* _Data under study_:
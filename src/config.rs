// Copyright (C) 2026 Michael Wilson <mike@mdwn.dev>
//
// This program is free software: you can redistribute it and/or modify it under
// the terms of the GNU General Public License as published by the Free Software
// Foundation, version 3.
//
// This program is distributed in the hope that it will be useful, but WITHOUT
// ANY WARRANTY; without even the implied warranty of MERCHANTABILITY or FITNESS
// FOR A PARTICULAR PURPOSE. See the GNU General Public License for more details.
//
// You should have received a copy of the GNU General Public License along with
// this program. If not, see <https://www.gnu.org/licenses/>.
//
use std::path::Path;

use config::{Config, Environment, File};
use tracing::debug;

use crate::error::ExtractError;

pub mod extract;

pub use extract::ExtractConfig;

/// Prefix of environment variables that override config values, e.g. LOOPTABLE_ATTACK_MS.
pub const ENV_PREFIX: &str = "LOOPTABLE";

/// Loads the extraction config. Later layers override earlier ones:
/// built-in defaults, then the optional config file (YAML, TOML or JSON by
/// extension), then `LOOPTABLE_*` environment variables. Nested values use a double
/// underscore, e.g. LOOPTABLE_TABLE__VALUES_PER_ROW.
pub fn load(file: Option<&Path>) -> Result<ExtractConfig, ExtractError> {
    build(file, environment())
}

fn environment() -> Environment {
    Environment::with_prefix(ENV_PREFIX)
        .prefix_separator("_")
        .separator("__")
        .try_parsing(true)
}

fn build(file: Option<&Path>, environment: Environment) -> Result<ExtractConfig, ExtractError> {
    let mut builder = Config::builder();
    if let Some(file) = file {
        debug!(path = ?file, "Loading config file");
        builder = builder.add_source(File::from(file));
    }

    let config = builder.add_source(environment).build()?;
    Ok(config.try_deserialize::<ExtractConfig>()?)
}
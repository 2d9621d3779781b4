// Copyright (C) 2026 Michael Wilson <mike@mdwn.dev>
//
// This program is free software: you can redistribute it and/or modify it under
// the terms of the GNU General Public License as published by the Free Software
// Foundation, version 3.
//
// This program is distributed in the hope that it will be useful, but WITHOUT
// ANY WARRANTY; without even the implied warranty of MERCHANTABILITY or FITNESS
// FOR A PARTICULAR PURPOSE. See the GNU General Public License for more details.
//
// You should have received a copy of the GNU General Public License along with
// this program. If not, see <https://www.gnu.org/licenses/>.
//
use std::fmt;

use serde::{Deserialize, Serialize};

use crate::audio::SampleBuffer;
use crate::error::ExtractError;

pub mod linear;
pub mod sinc;

pub use linear::resample;

/// Which resampler converts the segments to the output rate.
#[derive(Deserialize, Serialize, Clone, Copy, Debug, Default, PartialEq, Eq, clap::ValueEnum)]
#[serde(rename_all = "lowercase")]
pub enum ResamplerKind {
    /// Linear interpolation between neighbouring samples.
    #[default]
    Linear,
    /// Band-limited sinc interpolation.
    Sinc,
}

impl fmt::Display for ResamplerKind {
    fn fmt(&self, f: &mut fmt::Formatter<'_>) -> fmt::Result {
        match self {
            ResamplerKind::Linear => write!(f, "linear"),
            ResamplerKind::Sinc => write!(f, "sinc"),
        }
    }
}

/// Resamples `buffer` to `target_rate` with the given resampler.
pub fn resample_with(
    buffer: &SampleBuffer,
    target_rate: u32,
    kind: ResamplerKind,
) -> Result<SampleBuffer, ExtractError> {
    match kind {
        ResamplerKind::Linear => linear::resample(buffer, target_rate),
        ResamplerKind::Sinc => sinc::resample(buffer, target_rate),
    }
}

/// Number of output samples for `len` input samples converted from `source_rate` to
/// `target_rate`: `floor(len * target_rate / source_rate)`.
pub fn resampled_len(len: usize, source_rate: u32, target_rate: u32) -> usize {
    (len as u128 * u128::from(target_rate) / u128::from(source_rate)) as usize
}

#[cfg(test)]
mod tests {
    use super::*;

    #[test]
    fn test_resampled_len() {
        assert_eq!(resampled_len(44100, 44100, 48000), 48000);
        assert_eq!(resampled_len(168, 44100, 48000), 182);
        assert_eq!(resampled_len(1984, 44100, 48000), 2159);
        assert_eq!(resampled_len(48000, 48000, 44100), 44100);
        assert_eq!(resampled_len(0, 48000, 44100), 0);
    }

    #[test]
    fn test_resample_with_dispatch() {
        let buffer = SampleBuffer::new(vec![0.0, 0.5, 1.0, 0.5], 4).unwrap();

        for kind in [ResamplerKind::Linear, ResamplerKind::Sinc] {
            let out = resample_with(&buffer, 4, kind).unwrap();
            assert_eq!(out, buffer, "{} should not touch a buffer at its own rate", kind);
        }

        let out = resample_with(&buffer, 8, ResamplerKind::Linear).unwrap();
        assert_eq!(out.len(), 8);
    }
}
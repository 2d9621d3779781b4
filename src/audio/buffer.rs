// Copyright (C) 2026 Michael Wilson <mike@mdwn.dev>
//
// This program is free software: you can redistribute it and/or modify it under
// the terms of the GNU General Public License as published by the Free Software
// Foundation, version 3.
//
// This program is distributed in the hope that it will be useful, but WITHOUT
// ANY WARRANTY; without even the implied warranty of MERCHANTABILITY or FITNESS
// FOR A PARTICULAR PURPOSE. See the GNU General Public License for more details.
//
// You should have received a copy of the GNU General Public License along with
// this program. If not, see <https://www.gnu.org/licenses/>.
//
use std::time::Duration;

use super::sample_source::error::SampleSourceError;

/// A mono run of normalized samples at a fixed sample rate.
///
/// Buffers are never modified after construction. Slicing and resampling
/// produce new buffers.
#[derive(Debug, Clone, PartialEq)]
pub struct SampleBuffer {
    samples: Vec<f32>,
    sample_rate: u32,
}

impl SampleBuffer {
    /// Creates a new buffer. The sample rate must be non-zero.
    pub fn new(samples: Vec<f32>, sample_rate: u32) -> Result<Self, SampleSourceError> {
        if sample_rate == 0 {
            return Err(SampleSourceError::InvalidSampleRate(sample_rate));
        }

        Ok(SampleBuffer {
            samples,
            sample_rate,
        })
    }

    /// Returns the samples.
    pub fn samples(&self) -> &[f32] {
        &self.samples
    }

    /// Returns the sample rate in Hz.
    pub fn sample_rate(&self) -> u32 {
        self.sample_rate
    }

    pub fn len(&self) -> usize {
        self.samples.len()
    }

    pub fn is_empty(&self) -> bool {
        self.samples.is_empty()
    }

    /// Returns the playback duration of the buffer.
    pub fn duration(&self) -> Duration {
        Duration::from_secs_f64(self.samples.len() as f64 / self.sample_rate as f64)
    }

    /// Returns the largest absolute amplitude, or 0.0 for an empty buffer.
    pub fn peak(&self) -> f32 {
        self.samples.iter().fold(0.0f32, |peak, s| peak.max(s.abs()))
    }

    /// Converts a millisecond offset into a sample count at this buffer's rate,
    /// truncating any fractional sample.
    pub fn ms_to_samples(&self, ms: u32) -> usize {
        (u64::from(ms) * u64::from(self.sample_rate) / 1000) as usize
    }

    /// Returns a new buffer holding `len` samples starting at `start`. Both ends are
    /// clamped to the buffer, so the result may be shorter than requested or empty.
    pub fn slice(&self, start: usize, len: usize) -> SampleBuffer {
        let start = start.min(self.samples.len());
        let end = start.saturating_add(len).min(self.samples.len());

        SampleBuffer {
            samples: self.samples[start..end].to_vec(),
            sample_rate: self.sample_rate,
        }
    }
}
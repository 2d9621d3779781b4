// Copyright (C) 2026 Michael Wilson <mike@mdwn.dev>
//
// This program is free software: you can redistribute it and/or modify it under
// the terms of the GNU General Public License as published by the Free Software
// Foundation, version 3.
//
// This program is distributed in the hope that it will be useful, but WITHOUT
// ANY WARRANTY; without even the implied warranty of MERCHANTABILITY or FITNESS
// FOR A PARTICULAR PURPOSE. See the GNU General Public License for more details.
//
// You should have received a copy of the GNU General Public License along with
// this program. If not, see <https://www.gnu.org/licenses/>.
//

use std::error::Error;
use std::path::PathBuf;

use clap::{crate_version, Parser, Subcommand};
use serde::Serialize;
use tracing_subscriber::EnvFilter;

use looptable::audio::sample_source::decode_wav_file;
use looptable::config;
use looptable::resample::ResamplerKind;
use looptable::segment::{select_loop_cycle_with, CycleOrigin};
use looptable::table::parse_tables;
use looptable::util::filename_display;

#[derive(Parser)]
#[clap(
    author = "Michael Wilson",
    version = crate_version!(),
    about = "Extracts attack and loop samples from a recorded note as C tables."
)]
struct Cli {
    #[clap(subcommand)]
    command: Commands,
}

#[derive(Subcommand)]
enum Commands {
    /// Extracts the attack and a loop cycle from a WAV file and writes a C header.
    Extract {
        /// The 16 bit PCM WAV file to read.
        input: PathBuf,
        /// The header to write. Defaults to samples_data.h next to the input.
        #[arg(short, long)]
        output: Option<PathBuf>,
        /// A YAML, TOML or JSON file with extraction settings.
        #[arg(short, long = "config")]
        config_file: Option<PathBuf>,
        /// Length of the attack segment in milliseconds.
        #[arg(long)]
        attack_ms: Option<u32>,
        /// Where the loop cycle search starts, in milliseconds.
        #[arg(long)]
        loop_start_ms: Option<u32>,
        /// The fundamental frequency of the recorded note in Hz.
        #[arg(long)]
        base_frequency: Option<f64>,
        /// The playback sample rate of the emitted tables.
        #[arg(long)]
        sample_rate: Option<u32>,
        /// The resampler used to convert to the playback rate.
        #[arg(long, value_enum)]
        resampler: Option<ResamplerKind>,
        /// Print the extraction report as JSON.
        #[arg(long)]
        json: bool,
    },
    /// Lists the sample tables in a generated header.
    Inspect {
        /// The header file to read.
        header: PathBuf,
        /// Print the tables as JSON.
        #[arg(long)]
        json: bool,
    },
    /// Prints the rising zero crossings the loop search finds.
    Crossings {
        /// The 16 bit PCM WAV file to read.
        input: PathBuf,
        /// Where the search starts, in milliseconds.
        #[arg(long)]
        start_ms: Option<u32>,
        /// The fundamental frequency of the recorded note in Hz.
        #[arg(long)]
        base_frequency: Option<f64>,
        /// A YAML, TOML or JSON file with extraction settings.
        #[arg(short, long = "config")]
        config_file: Option<PathBuf>,
    },
}

#[derive(Serialize)]
struct CrossingsReport {
    source: String,
    sample_rate: u32,
    start_sample: usize,
    target_cycle_len: usize,
    min_distance: usize,
    crossings: Vec<usize>,
    origin: CycleOrigin,
}

fn main() -> Result<(), Box<dyn Error>> {
    tracing_subscriber::fmt()
        .with_env_filter(
            EnvFilter::try_from_default_env().unwrap_or_else(|_| EnvFilter::new("info")),
        )
        .with_writer(std::io::stderr)
        .init();

    let cli = Cli::parse();

    match cli.command {
        Commands::Extract {
            input,
            output,
            config_file,
            attack_ms,
            loop_start_ms,
            base_frequency,
            sample_rate,
            resampler,
            json,
        } => {
            let mut extract_config = config::load(config_file.as_deref())?;

            // Command line flags win over the file and environment.
            extract_config.input = Some(input);
            if output.is_some() {
                extract_config.output = output;
            }
            if let Some(attack_ms) = attack_ms {
                extract_config.attack_ms = attack_ms;
            }
            if let Some(loop_start_ms) = loop_start_ms {
                extract_config.loop_start_ms = loop_start_ms;
            }
            if let Some(base_frequency) = base_frequency {
                extract_config.base_frequency_hz = base_frequency;
            }
            if let Some(sample_rate) = sample_rate {
                extract_config.sample_rate = sample_rate;
            }
            if let Some(resampler) = resampler {
                extract_config.resampler = resampler;
            }

            let report = looptable::run(&extract_config)?;
            if json {
                println!("{}", serde_json::to_string_pretty(&report)?);
            } else {
                println!("{}", report);
            }
        }
        Commands::Inspect { header, json } => {
            let content = std::fs::read_to_string(&header)?;
            let tables = parse_tables(&content)?;

            if json {
                println!("{}", serde_json::to_string_pretty(&tables)?);
                return Ok(());
            }

            if tables.is_empty() {
                println!("No tables found in {}.", filename_display(&header));
                return Ok(());
            }

            println!("Tables (count: {}):", tables.len());
            for table in tables.iter() {
                let declared = match table.declared_len {
                    Some(len) => len.to_string(),
                    None => "none".to_string(),
                };
                println!(
                    "- {} (values: {}, declared length: {}, peak: {:.3}){}",
                    table.name,
                    table.values.len(),
                    declared,
                    table.peak(),
                    if table.is_consistent() {
                        ""
                    } else {
                        " LENGTH MISMATCH"
                    }
                );
            }
        }
        Commands::Crossings {
            input,
            start_ms,
            base_frequency,
            config_file,
        } => {
            let extract_config = config::load(config_file.as_deref())?;
            let start_ms = start_ms.unwrap_or(extract_config.loop_start_ms);
            let base_frequency = base_frequency.unwrap_or(extract_config.base_frequency_hz);

            let decoded = decode_wav_file(&input)?;
            let loop_cycle = select_loop_cycle_with(
                &decoded.buffer,
                start_ms,
                base_frequency,
                &extract_config.cycle_search,
            )?;

            let report = CrossingsReport {
                source: filename_display(&input).to_string(),
                sample_rate: decoded.buffer.sample_rate(),
                start_sample: decoded.buffer.ms_to_samples(start_ms),
                target_cycle_len: loop_cycle.target_cycle_len,
                min_distance: loop_cycle.min_distance,
                crossings: loop_cycle.crossings,
                origin: loop_cycle.origin,
            };

            println!("{}", serde_json::to_string_pretty(&report)?);
        }
    }

    Ok(())
}
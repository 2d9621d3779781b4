// Copyright (C) 2026 Michael Wilson <mike@mdwn.dev>
//
// This program is free software: you can redistribute it and/or modify it under
// the terms of the GNU General Public License as published by the Free Software
// Foundation, version 3.
//
// This program is distributed in the hope that it will be useful, but WITHOUT
// ANY WARRANTY; without even the implied warranty of MERCHANTABILITY or FITNESS
// FOR A PARTICULAR PURPOSE. See the GNU General Public License for more details.
//
// You should have received a copy of the GNU General Public License along with
// this program. If not, see <https://www.gnu.org/licenses/>.
//
use pest::iterators::Pair;
use pest::Parser;
use pest_derive::Parser;
use serde::Serialize;

use crate::error::ExtractError;

#[derive(Parser)]
#[grammar = "src/table/grammar.pest"]
pub struct TableParser;

/// A table read back from generated source.
#[derive(Debug, Clone, PartialEq, Serialize)]
pub struct ParsedTable {
    pub name: String,
    pub values: Vec<f32>,
    /// The value of the matching `<name>_len` constant, if one was declared.
    pub declared_len: Option<u32>,
}

impl ParsedTable {
    /// True when the declared length agrees with the number of values.
    pub fn is_consistent(&self) -> bool {
        self.declared_len == Some(self.values.len() as u32)
    }

    /// Largest absolute value in the table.
    pub fn peak(&self) -> f32 {
        self.values.iter().fold(0.0f32, |peak, v| peak.max(v.abs()))
    }
}

/// Parses every float table in `content`, pairing each with its `_len` constant.
/// Tables are returned in the order they are declared.
pub fn parse_tables(content: &str) -> Result<Vec<ParsedTable>, ExtractError> {
    let pairs = match TableParser::parse(Rule::file, content) {
        Ok(pairs) => pairs,
        Err(e) => {
            let (line, col) = match e.line_col {
                pest::error::LineColLocation::Pos((line, col)) => (line, col),
                pest::error::LineColLocation::Span((line, col), _) => (line, col),
            };
            return Err(ExtractError::TableParse(format!(
                "error at line {}, column {}: {}\n\nContent around error:\n{}",
                line,
                col,
                e.variant.message(),
                get_error_context(content, line, col)
            )));
        }
    };

    let mut tables: Vec<ParsedTable> = Vec::new();
    let mut lengths: Vec<(String, u32)> = Vec::new();

    for pair in pairs {
        for inner_pair in pair.into_inner() {
            match inner_pair.as_rule() {
                Rule::array => tables.push(parse_array(inner_pair)?),
                Rule::length => lengths.push(parse_length(inner_pair)?),
                _ => {
                    // Comments, directives and EOI carry nothing.
                }
            }
        }
    }

    for (len_name, len) in lengths {
        let Some(table_name) = len_name.strip_suffix("_len") else {
            continue;
        };
        if let Some(table) = tables.iter_mut().find(|t| t.name == table_name) {
            table.declared_len = Some(len);
        }
    }

    Ok(tables)
}

/// Finds the table called `name` in `content`.
pub fn parse_table(content: &str, name: &str) -> Result<ParsedTable, ExtractError> {
    parse_tables(content)?
        .into_iter()
        .find(|t| t.name == name)
        .ok_or_else(|| ExtractError::TableParse(format!("no table named {}", name)))
}

fn parse_array(pair: Pair<Rule>) -> Result<ParsedTable, ExtractError> {
    let mut name = String::new();
    let mut values = Vec::new();

    for inner in pair.into_inner() {
        match inner.as_rule() {
            Rule::ident => name = inner.as_str().to_string(),
            Rule::values => {
                for number in inner.into_inner() {
                    if number.as_rule() == Rule::number {
                        values.push(parse_number(number.as_str())?);
                    }
                }
            }
            _ => {}
        }
    }

    Ok(ParsedTable {
        name,
        values,
        declared_len: None,
    })
}

fn parse_length(pair: Pair<Rule>) -> Result<(String, u32), ExtractError> {
    let mut name = String::new();
    let mut len = 0;

    for inner in pair.into_inner() {
        match inner.as_rule() {
            Rule::ident => name = inner.as_str().to_string(),
            Rule::integer => {
                len = inner.as_str().parse::<u32>().map_err(|e| {
                    ExtractError::TableParse(format!("invalid length {}: {}", inner.as_str(), e))
                })?
            }
            _ => {}
        }
    }

    Ok((name, len))
}

fn parse_number(text: &str) -> Result<f32, ExtractError> {
    let trimmed = text.trim_end_matches(['f', 'F']);
    trimmed
        .parse::<f32>()
        .map_err(|e| ExtractError::TableParse(format!("invalid number {}: {}", text, e)))
}

/// Get context around an error location for better error reporting
fn get_error_context(content: &str, line: usize, col: usize) -> String {
    let lines: Vec<&str> = content.lines().collect();

    if line == 0 || line > lines.len() {
        return "Unable to determine error context".to_string();
    }

    let error_line = line - 1;
    let start_line = error_line.saturating_sub(2);
    let end_line = (error_line + 2).min(lines.len() - 1);

    let mut context = String::new();
    for (i, line_content) in lines.iter().enumerate().take(end_line + 1).skip(start_line) {
        context.push_str(&format!("{:4} | {}\n", i + 1, line_content));
        if i == error_line {
            context.push_str(&format!("     | {}^\n", " ".repeat(col.saturating_sub(1))));
        }
    }

    context
}
// Copyright (C) 2026 Michael Wilson <mike@mdwn.dev>
//
// This program is free software: you can redistribute it and/or modify it under
// the terms of the GNU General Public License as published by the Free Software
// Foundation, version 3.
//
// This program is distributed in the hope that it will be useful, but WITHOUT
// ANY WARRANTY; without even the implied warranty of MERCHANTABILITY or FITNESS
// FOR A PARTICULAR PURPOSE. See the GNU General Public License for more details.
//
// You should have received a copy of the GNU General Public License along with
// this program. If not, see <https://www.gnu.org/licenses/>.
//
use std::fmt::Write;

use serde::{Deserialize, Serialize};

use crate::audio::SampleBuffer;
use crate::error::ExtractError;

const DEFAULT_VALUES_PER_ROW: usize = 8;
const DEFAULT_DECIMALS: usize = 6;

/// Upper bound on printed decimals; f32 carries no more than this.
const MAX_DECIMALS: usize = 9;

/// Layout of an emitted table. Purely cosmetic apart from the precision.
#[derive(Deserialize, Serialize, Clone, Debug, PartialEq, Eq)]
#[serde(default)]
pub struct TableFormat {
    /// Values printed per line.
    pub values_per_row: usize,
    /// Digits after the decimal point.
    pub decimals: usize,
}

impl Default for TableFormat {
    fn default() -> Self {
        TableFormat {
            values_per_row: DEFAULT_VALUES_PER_ROW,
            decimals: DEFAULT_DECIMALS,
        }
    }
}

impl TableFormat {
    pub fn validate(&self) -> Result<(), ExtractError> {
        if self.values_per_row == 0 {
            return Err(ExtractError::InvalidConfig(
                "values_per_row must be at least 1".to_string(),
            ));
        }
        if self.decimals > MAX_DECIMALS {
            return Err(ExtractError::InvalidConfig(format!(
                "decimals must be at most {}, got {}",
                MAX_DECIMALS, self.decimals
            )));
        }
        Ok(())
    }
}

/// Renders the buffer as a `const float` array named `name` followed by a
/// `const uint32_t <name>_len` holding the sample count, using the default layout.
pub fn emit(buffer: &SampleBuffer, name: &str) -> String {
    emit_with(buffer.samples(), name, &TableFormat::default())
}

/// Renders samples as a named C array with the given layout.
pub fn emit_with(samples: &[f32], name: &str, format: &TableFormat) -> String {
    let mut out = String::new();

    // Writing into a String cannot fail.
    let _ = writeln!(out, "const float {}[] = {{", name);
    for row in samples.chunks(format.values_per_row.max(1)) {
        let values = row
            .iter()
            .map(|value| format!("{:.*}f", format.decimals, value))
            .collect::<Vec<_>>()
            .join(", ");
        let _ = writeln!(out, "    {},", values);
    }
    out.push_str("};\n");
    let _ = write!(out, "const uint32_t {}_len = {};", name, samples.len());

    out
}
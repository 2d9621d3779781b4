// Copyright (C) 2026 Michael Wilson <mike@mdwn.dev>
//
// This program is free software: you can redistribute it and/or modify it under
// the terms of the GNU General Public License as published by the Free Software
// Foundation, version 3.
//
// This program is distributed in the hope that it will be useful, but WITHOUT
// ANY WARRANTY; without even the implied warranty of MERCHANTABILITY or FITNESS
// FOR A PARTICULAR PURPOSE. See the GNU General Public License for more details.
//
// You should have received a copy of the GNU General Public License along with
// this program. If not, see <https://www.gnu.org/licenses/>.
//
use std::path::{Path, PathBuf};

use serde::{Deserialize, Serialize};

use crate::error::ExtractError;
use crate::note::note_name;
use crate::resample::ResamplerKind;
use crate::segment::CycleSearch;
use crate::table::TableFormat;

pub const DEFAULT_ATTACK_MS: u32 = 45;
pub const DEFAULT_LOOP_START_MS: u32 = 200;
/// C4.
pub const DEFAULT_BASE_FREQUENCY_HZ: f64 = 261.63;
pub const DEFAULT_SAMPLE_RATE: u32 = 48000;
pub const DEFAULT_ATTACK_NAME: &str = "k_attack_samples";
pub const DEFAULT_LOOP_NAME: &str = "k_loop_samples";
pub const DEFAULT_OUTPUT_FILE: &str = "samples_data.h";

/// Everything an extraction run needs. Deserializable from YAML/TOML files and
/// `LOOPTABLE_*` environment variables; unset fields take their defaults.
#[derive(Deserialize, Serialize, Clone, Debug, PartialEq)]
#[serde(default)]
pub struct ExtractConfig {
    /// The WAV file to read.
    pub input: Option<PathBuf>,

    /// The header to write. Defaults to samples_data.h next to the input.
    pub output: Option<PathBuf>,

    /// Length of the attack segment in milliseconds.
    pub attack_ms: u32,

    /// Where the loop cycle search begins, in milliseconds.
    pub loop_start_ms: u32,

    /// Fundamental frequency of the recorded note in Hz.
    pub base_frequency_hz: f64,

    /// Note label for the header comment. Derived from the base frequency when unset.
    pub note: Option<String>,

    /// Playback sample rate of the target in Hz.
    pub sample_rate: u32,

    /// Resampler used to reach the target sample rate.
    pub resampler: ResamplerKind,

    /// C identifier of the attack table.
    pub attack_name: String,

    /// C identifier of the loop table.
    pub loop_name: String,

    /// Table layout.
    pub table: TableFormat,

    /// Crossing search tuning.
    pub cycle_search: CycleSearch,
}

impl Default for ExtractConfig {
    fn default() -> Self {
        ExtractConfig {
            input: None,
            output: None,
            attack_ms: DEFAULT_ATTACK_MS,
            loop_start_ms: DEFAULT_LOOP_START_MS,
            base_frequency_hz: DEFAULT_BASE_FREQUENCY_HZ,
            note: None,
            sample_rate: DEFAULT_SAMPLE_RATE,
            resampler: ResamplerKind::default(),
            attack_name: DEFAULT_ATTACK_NAME.to_string(),
            loop_name: DEFAULT_LOOP_NAME.to_string(),
            table: TableFormat::default(),
            cycle_search: CycleSearch::default(),
        }
    }
}

impl ExtractConfig {
    /// Checks every value that would otherwise fail deep inside the pipeline.
    pub fn validate(&self) -> Result<(), ExtractError> {
        if self.sample_rate == 0 {
            return Err(ExtractError::InvalidSampleRate(self.sample_rate));
        }
        if !self.base_frequency_hz.is_finite() || self.base_frequency_hz <= 0.0 {
            return Err(ExtractError::InvalidConfig(format!(
                "base_frequency_hz must be a positive number, got {}",
                self.base_frequency_hz
            )));
        }
        for name in [&self.attack_name, &self.loop_name] {
            if !is_c_identifier(name) {
                return Err(ExtractError::InvalidConfig(format!(
                    "table name {:?} is not a valid C identifier",
                    name
                )));
            }
        }
        if self.attack_name == self.loop_name {
            return Err(ExtractError::InvalidConfig(format!(
                "attack and loop tables share the name {}",
                self.attack_name
            )));
        }
        self.table.validate()?;
        self.cycle_search.validate()?;
        Ok(())
    }

    /// The label printed next to the base frequency, e.g. "C4".
    pub fn note_label(&self) -> String {
        self.note
            .clone()
            .or_else(|| note_name(self.base_frequency_hz))
            .unwrap_or_else(|| "unknown".to_string())
    }

    /// The header path: the configured output, or samples_data.h beside the input.
    pub fn output_path(&self, input: &Path) -> PathBuf {
        match &self.output {
            Some(output) => output.clone(),
            None => input.with_file_name(DEFAULT_OUTPUT_FILE),
        }
    }
}

/// True for `[A-Za-z_][A-Za-z0-9_]*`.
fn is_c_identifier(name: &str) -> bool {
    let mut chars = name.chars();
    match chars.next() {
        Some(c) if c.is_ascii_alphabetic() || c == '_' => {
            chars.all(|c| c.is_ascii_alphanumeric() || c == '_')
        }
        _ => false,
    }
}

* _About this task_: Taking the lines above, repeat exactly those from the line that contains "pub const DEFAULT_OUTPUT_FILE: &str" through the line that contains "if self.sample_rate == 0", and both of those lines as well. Include nothing else.

* _Completed task_:
pub const DEFAULT_OUTPUT_FILE: &str = "samples_data.h";

/// Everything an extraction run needs. Deserializable from YAML/TOML files and
/// `LOOPTABLE_*` environment variables; unset fields take their defaults.
#[derive(Deserialize, Serialize, Clone, Debug, PartialEq)]
#[serde(default)]
pub struct ExtractConfig {
    /// The WAV file to read.
    pub input: Option<PathBuf>,

    /// The header to write. Defaults to samples_data.h next to the input.
    pub output: Option<PathBuf>,

    /// Length of the attack segment in milliseconds.
    pub attack_ms: u32,

    /// Where the loop cycle search begins, in milliseconds.
    pub loop_start_ms: u32,

    /// Fundamental frequency of the recorded note in Hz.
    pub base_frequency_hz: f64,

    /// Note label for the header comment. Derived from the base frequency when unset.
    pub note: Option<String>,

    /// Playback sample rate of the target in Hz.
    pub sample_rate: u32,

    /// Resampler used to reach the target sample rate.
    pub resampler: ResamplerKind,

    /// C identifier of the attack table.
    pub attack_name: String,

    /// C identifier of the loop table.
    pub loop_name: String,

    /// Table layout.
    pub table: TableFormat,

    /// Crossing search tuning.
    pub cycle_search: CycleSearch,
}

impl Default for ExtractConfig {
    fn default() -> Self {
        ExtractConfig {
            input: None,
            output: None,
            attack_ms: DEFAULT_ATTACK_MS,
            loop_start_ms: DEFAULT_LOOP_START_MS,
            base_frequency_hz: DEFAULT_BASE_FREQUENCY_HZ,
            note: None,
            sample_rate: DEFAULT_SAMPLE_RATE,
            resampler: ResamplerKind::default(),
            attack_name: DEFAULT_ATTACK_NAME.to_string(),
            loop_name: DEFAULT_LOOP_NAME.to_string(),
            table: TableFormat::default(),
            cycle_search: CycleSearch::default(),
        }
    }
}

impl ExtractConfig {
    /// Checks every value that would otherwise fail deep inside the pipeline.
    pub fn validate(&self) -> Result<(), ExtractError> {
        if self.sample_rate == 0 {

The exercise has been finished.